In all honesty, I can only really think of it happening once. This woman I knew from online had pancreatic cancer - not pretend cancer, but the real kind. Anyway, we really only talked sporadically, but she disappeared completely at the beginning of last year.

I'm pretty sure I know why.
 
In all honesty, I can only really think of it happening once. This woman I knew from online had pancreatic cancer - not pretend cancer, but the real kind. Anyway, we really only talked sporadically, but she disappeared completely at the beginning of last year.

I'm pretty sure I know why.

:(:rose: ((hug))
 
Mmmmm. Yes? I feel like there is a trick question in there.

Imagine having what you think is a good relationship with someone. You've known them for months or years on line or IRL. One day, they decide to stop talking to you. You have no idea why. You can only imagine. It is really hurtful, no matter the age.
 
So, why might someone ghost?

I don't mean a new or perhaps very casual acquaintance. I mean someone with whom you have built a measure of emotional intimacy.

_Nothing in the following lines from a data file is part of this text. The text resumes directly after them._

//! # nvc-driver-helper
//!
//! The NVML-holding privileged helper process. NVML is
//! large, legacy, and makes process-affinity assumptions the original
//! source works around by isolating it behind a fork+`dlopen` boundary
//!; this crate preserves that partition rather
//! than linking NVML into the coordinator's own address space.

mod nvml_sys;

use nvc_core::{NvcError, Result};
use nvc_priv::drop_to_uid_gid;
use nvc_rpc::{RpcClient, RpcHandler};
use nvml_sys::Nvml;
use serde::{Deserialize, Serialize};
use std::path::PathBuf;
use tracing::{info, warn};

const MAX_GPUS: usize = 64;
const MAX_MIG_PER_GPU: usize = 8;

#[derive(Debug, Serialize, Deserialize)]
pub struct InitRequest {
    /// Chroot into this path before `dlopen`ing NVML, mirroring the
    /// original's optional chroot into the driver root.
    pub chroot: Option<PathBuf>,
    pub uid: u32,
    pub gid: u32,
}

#[derive(Debug, Clone, Serialize, Deserialize)]
pub struct MigInfoDto {
    pub index: u32,
    pub gi: u32,
    pub ci: u32,
}

#[derive(Debug, Clone, Serialize, Deserialize)]
pub struct DeviceInfoDto {
    pub index: u32,
    pub minor: u32,
    pub busid: String,
    pub uuid: String,
    pub model: String,
    pub brand: i32,
    pub cc_major: i32,
    pub cc_minor: i32,
    /// `Some((current, pending))` when the driver reports MIG capability.
    pub mig_mode: Option<(u32, u32)>,
    pub max_mig_devices: u32,
    pub mig_devices: Vec<MigInfoDto>,
}

/// The helper-process-side handler: `dlopen`s NVML on `init` and
/// answers queries over RPC until told to shut down.
#[derive(Default)]
pub struct DriverHelperHandler {
    nvml: Option<Nvml>,
}

impl DriverHelperHandler {
    pub fn new() -> Self {
        Self::default()
    }

    fn do_init(&mut self, req: InitRequest) -> std::result::Result<(), String> {
        if let Some(root) = &req.chroot {
            preload_libm_librt_libpthread();
            chroot_into(root)?;
        }
        drop_to_uid_gid(req.uid, req.gid, true).map_err(|e| e.to_string())?;

        let nvml = Nvml::dlopen()?;
        nvml.init().map_err(|rv| format!("nvmlInit_v2 failed: {rv}"))?;
        self.nvml = Some(nvml);
        info!("driver helper initialized NVML");
        Ok(())
    }

    fn nvml(&self) -> std::result::Result<&Nvml, String> {
        self.nvml.as_ref().ok_or_else(|| "NVML not initialized".to_string())
    }

    fn do_device_info(&self, index: u32) -> std::result::Result<DeviceInfoDto, String> {
        let nvml = self.nvml()?;
        let dev = nvml.device_handle(index).map_err(|rv| format!("get handle({index}): {rv}"))?;
        let minor = nvml.minor_number(dev).map_err(|rv| format!("minor_number: {rv}"))?;
        let busid = nvml.pci_busid(dev).map_err(|rv| format!("pci_busid: {rv}"))?;
        let uuid = nvml.uuid(dev).map_err(|rv| format!("uuid: {rv}"))?;
        let model = nvml.name(dev).map_err(|rv| format!("name: {rv}"))?;
        let brand = nvml.brand(dev).map_err(|rv| format!("brand: {rv}"))?;
        let (cc_major, cc_minor) = nvml
            .compute_capability(dev)
            .map_err(|rv| format!("compute_capability: {rv}"))?;
        let mig_mode = nvml.mig_mode(dev);
        let is_mig_on = matches!(mig_mode, Some((current, pending)) if current == 1 && current == pending);
        let max_mig_devices = if is_mig_on { nvml.max_mig_device_count(dev) } else { 0 };

        let mut mig_devices = Vec::new();
        if is_mig_on {
            for mig_index in 0..max_mig_devices.min(MAX_MIG_PER_GPU as u32) {
                let Some(mig) = nvml.mig_device_handle(dev, mig_index) else {
                    break; // first NULL stops enumeration
                };
                let gi = nvml.gpu_instance_id(mig).map_err(|rv| format!("gpu_instance_id: {rv}"))?;
                let ci = nvml
                    .compute_instance_id(mig)
                    .map_err(|rv| format!("compute_instance_id: {rv}"))?;
                mig_devices.push(MigInfoDto { index: mig_index, gi, ci });
            }
        }

        Ok(DeviceInfoDto {
            index,
            minor,
            busid,
            uuid,
            model,
            brand,
            cc_major,
            cc_minor,
            mig_mode,
            max_mig_devices,
            mig_devices,
        })
    }
}

impl RpcHandler for DriverHelperHandler {
    fn dispatch(
        &mut self,
        method: &str,
        payload: serde_json::Value,
    ) -> std::result::Result<serde_json::Value, (i32, String)> {
        let to_json = |r: serde_json::Value| Ok(r);
        match method {
            "init" => {
                let req: InitRequest = serde_json::from_value(payload).map_err(|e| (-1, e.to_string()))?;
                self.do_init(req).map_err(|e| (-2, e))?;
                to_json(serde_json::Value::Null)
            }
            "rm_version" => {
                let v = self.nvml().map_err(|e| (-3, e))?.driver_version().map_err(|rv| (rv, "driver_version".into()))?;
                to_json(serde_json::json!(v))
            }
            "cuda_version" => {
                let (maj, min) = self
                    .nvml()
                    .map_err(|e| (-3, e))?
                    .cuda_driver_version()
                    .map_err(|rv| (rv, "cuda_driver_version".into()))?;
                to_json(serde_json::json!(format!("{maj}.{min}")))
            }
            "device_count" => {
                let n = self.nvml().map_err(|e| (-3, e))?.device_count().map_err(|rv| (rv, "device_count".into()))?;
                to_json(serde_json::json!(n))
            }
            "device_info" => {
                let index: u32 = serde_json::from_value(payload).map_err(|e| (-1, e.to_string()))?;
                if index as usize >= MAX_GPUS {
                    return Err((-4, format!("index {index} exceeds MAX_GPUS")));
                }
                let dto = self.do_device_info(index).map_err(|e| (-3, e))?;
                to_json(serde_json::to_value(dto).unwrap())
            }
            other => Err((-1, format!("unknown method {other}"))),
        }
    }
}

fn preload_libm_librt_libpthread() {
    // Pre-resolve symbols from these libraries before chrooting so that
    // lazy symbol resolution post-chroot doesn't need the host's copies.
    for soname in ["libm.so.6", "librt.so.1", "libpthread.so.0"] {
        if let Ok(name) = std::ffi::CString::new(soname) {
            unsafe {
                let handle = libc::dlopen(name.as_ptr(), libc::RTLD_NOW | libc::RTLD_GLOBAL);
                if handle.is_null() {
                    warn!("failed to preload {soname} before chroot");
                }
            }
        }
    }
}

fn chroot_into(root: &std::path::Path) -> std::result::Result<(), String> {
    let cpath = std::ffi::CString::new(root.as_os_str().as_encoded_bytes()).map_err(|e| e.to_string())?;
    let rv = unsafe { libc::chroot(cpath.as_ptr()) };
    if rv != 0 {
        return Err(format!("chroot({}): {}", root.display(), std::io::Error::last_os_error()));
    }
    let rv = unsafe { libc::chdir(b"/\0".as_ptr() as *const libc::c_char) };
    if rv != 0 {
        return Err(format!("chdir(/): {}", std::io::Error::last_os_error()));
    }
    Ok(())
}

/// Client-side handle to a spawned driver helper, exposing typed calls
/// the coordinator and inventory builder use.
pub struct DriverHelperClient {
    rpc: RpcClient,
}

impl DriverHelperClient {
    /// Fork and initialize a driver helper.
    pub fn spawn(chroot: Option<PathBuf>, uid: u32, gid: u32) -> Result<Self> {
        let mut rpc = RpcClient::spawn(DriverHelperHandler::new).map_err(NvcError::from)?;
        let req = InitRequest { chroot, uid, gid };
        let _: serde_json::Value = rpc.call("init", &req).map_err(NvcError::from)?;
        Ok(Self { rpc })
    }

    pub fn rm_version(&mut self) -> Result<String> {
        self.rpc.call("rm_version", &serde_json::Value::Null).map_err(NvcError::from)
    }

    pub fn cuda_version(&mut self) -> Result<String> {
        self.rpc.call("cuda_version", &serde_json::Value::Null).map_err(NvcError::from)
    }

    pub fn device_count(&mut self) -> Result<u32> {
        self.rpc.call("device_count", &serde_json::Value::Null).map_err(NvcError::from)
    }

    pub fn device_info(&mut self, index: u32) -> Result<DeviceInfoDto> {
        self.rpc.call("device_info", &index).map_err(NvcError::from)
    }

    pub fn shutdown(self) -> Result<()> {
        self.rpc.shutdown().map_err(NvcError::from)
    }
}

#[cfg(test)]
mod tests {
    use super::*;

    #[test]
    fn dispatch_rejects_unknown_methods() {
        let mut handler = DriverHelperHandler::new();
        let err = handler.dispatch("frobnicate", serde_json::Value::Null).unwrap_err();
        assert_eq!(err.0, -1);
    }

    #[test]
    fn device_info_before_init_is_a_clean_error() {
        let mut handler = DriverHelperHandler::new();
        let err = handler.dispatch("device_info", serde_json::json!(0)).unwrap_err();
        assert!(err.1.contains("not initialized"));
    }
}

Someone you've known for a while, and have grown to trust, and they seem to trust you as well.

Thoughts?
 
So, why might someone ghost?

I don't mean a new or perhaps very casual acquaintance. I mean someone with whom you have built a measure of emotional intimacy. Someone you've known for a while, and have grown to trust, and they seem to trust you as well.

Thoughts?

Your reason for coming to lit might not fit theirs. In the process you might have unintentionally hurt her despite having the best intentions
 
Please clarify ghosting...

Is it someone disappearing without a word, who never communicates with you again, despite your attempt to find them? Is it when someone stops communicating regularly but will respond if you send them a message? That might be distancing, come to think of it. What exactly is ghosting, and does ghosting mean the same thing to different people?
Huh?
Me? I'm flakey, but I'm not ghosty.
:cattail:
 
Is it someone disappearing without a word, who never communicates with you again, despite your attempt to find them? Is it when someone stops communicating regularly but will respond if you send them a message? That might be distancing, come to think of it. What exactly is ghosting, and does ghosting mean the same thing to different people?
Huh?
Me? I'm flakey, but I'm not ghosty.
:cattail:

Good question! (hi Flyer! :kiss:)

For the purposes of this thread, it's not distancing. It's zero communication.
 
So, why might someone ghost?

I don't mean a new or perhaps very casual acquaintance. I mean someone with whom you have built a measure of emotional intimacy. Someone you've known for a while, and have grown to trust, and they seem to trust you as well.

Thoughts?

There could be many reasons. They found someone new, which I suspect happened in my situation. Their real life got pretty complicated, kids, work, spouse or health reasons. They just moved on. All of these are what might have happened. In all of these cases though, in my opinion, the person should have been honest with the other person in the relationship. But sometimes, well most times I think, the ghoster doesn't really consider the ghostee's feelings. Although they might think they are trying to spare the ghostee's feelings.
 
I consider ghosting cutting all communication with no explanation.